Stored dataset items:
┌────────

//! Wall-clock source for TTL bookkeeping.
//!
//! Entries outlive the process, so expiry is measured in Unix milliseconds
//! rather than with a monotonic `Instant`.

use std::sync::Arc;
use std::sync::atomic::{AtomicU64, Ordering};
use std::time::{Duration, SystemTime, UNIX_EPOCH};

/// Supplies the current time in milliseconds since the Unix epoch.
pub trait Clock: Send + Sync + 'static {
    fn now_ms(&self) -> u64;
}

/// The real system clock.
#[derive(Debug, Clone, Copy, Default)]
pub struct SystemClock;

impl Clock for SystemClock {
    fn now_ms(&self) -> u64 {
        SystemTime::now()
            .duration_since(UNIX_EPOCH)
            .map(|d| d.as_millis() as u64)
            .unwrap_or(0)
    }
}

/// A clock that only moves when told to. Clones share the same time.
#[derive(Debug, Clone, Default)]
pub struct ManualClock {
    now_ms: Arc<AtomicU64>,
}

impl ManualClock {
    pub fn new(start_ms: u64) -> Self {
        Self {
            now_ms: Arc::new(AtomicU64::new(start_ms)),
        }
    }

    pub fn advance(&self, by: Duration) {
        self.now_ms.fetch_add(by.as_millis() as u64, Ordering::SeqCst);
    }
}

impl Clock for ManualClock {
    fn now_ms(&self) -> u64 {
        self.now_ms.load(Ordering::SeqCst)
    }
}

└────────

__PROBLEM DETAILS__
Each record above should be reproduced in full, exactly as it stands.

__SOLVED EXERCISE__
//! Wall-clock source for TTL bookkeeping.
//!
//! Entries outlive the process, so expiry is measured in Unix milliseconds
//! rather than with a monotonic `Instant`.

use std::sync::Arc;
use std::sync::atomic::{AtomicU64, Ordering};
use std::time::{Duration, SystemTime, UNIX_EPOCH};

/// Supplies the current time in milliseconds since the Unix epoch.
pub trait Clock: Send + Sync + 'static {
    fn now_ms(&self) -> u64;
}

/// The real system clock.
#[derive(Debug, Clone, Copy, Default)]
pub struct SystemClock;

impl Clock for SystemClock {
    fn now_ms(&self) -> u64 {
        SystemTime::now()
            .duration_since(UNIX_EPOCH)
            .map(|d| d.as_millis() as u64)
            .unwrap_or(0)
    }
}

/// A clock that only moves when told to. Clones share the same time.
#[derive(Debug, Clone, Default)]
pub struct ManualClock {
    now_ms: Arc<AtomicU64>,
}

impl ManualClock {
    pub fn new(start_ms: u64) -> Self {
        Self {
            now_ms: Arc::new(AtomicU64::new(start_ms)),
        }
    }

    pub fn advance(&self, by: Duration) {
        self.now_ms.fetch_add(by.as_millis() as u64, Ordering::SeqCst);
    }
}

impl Clock for ManualClock {
    fn now_ms(&self) -> u64 {
        self.now_ms.load(Ordering::SeqCst)
    }
}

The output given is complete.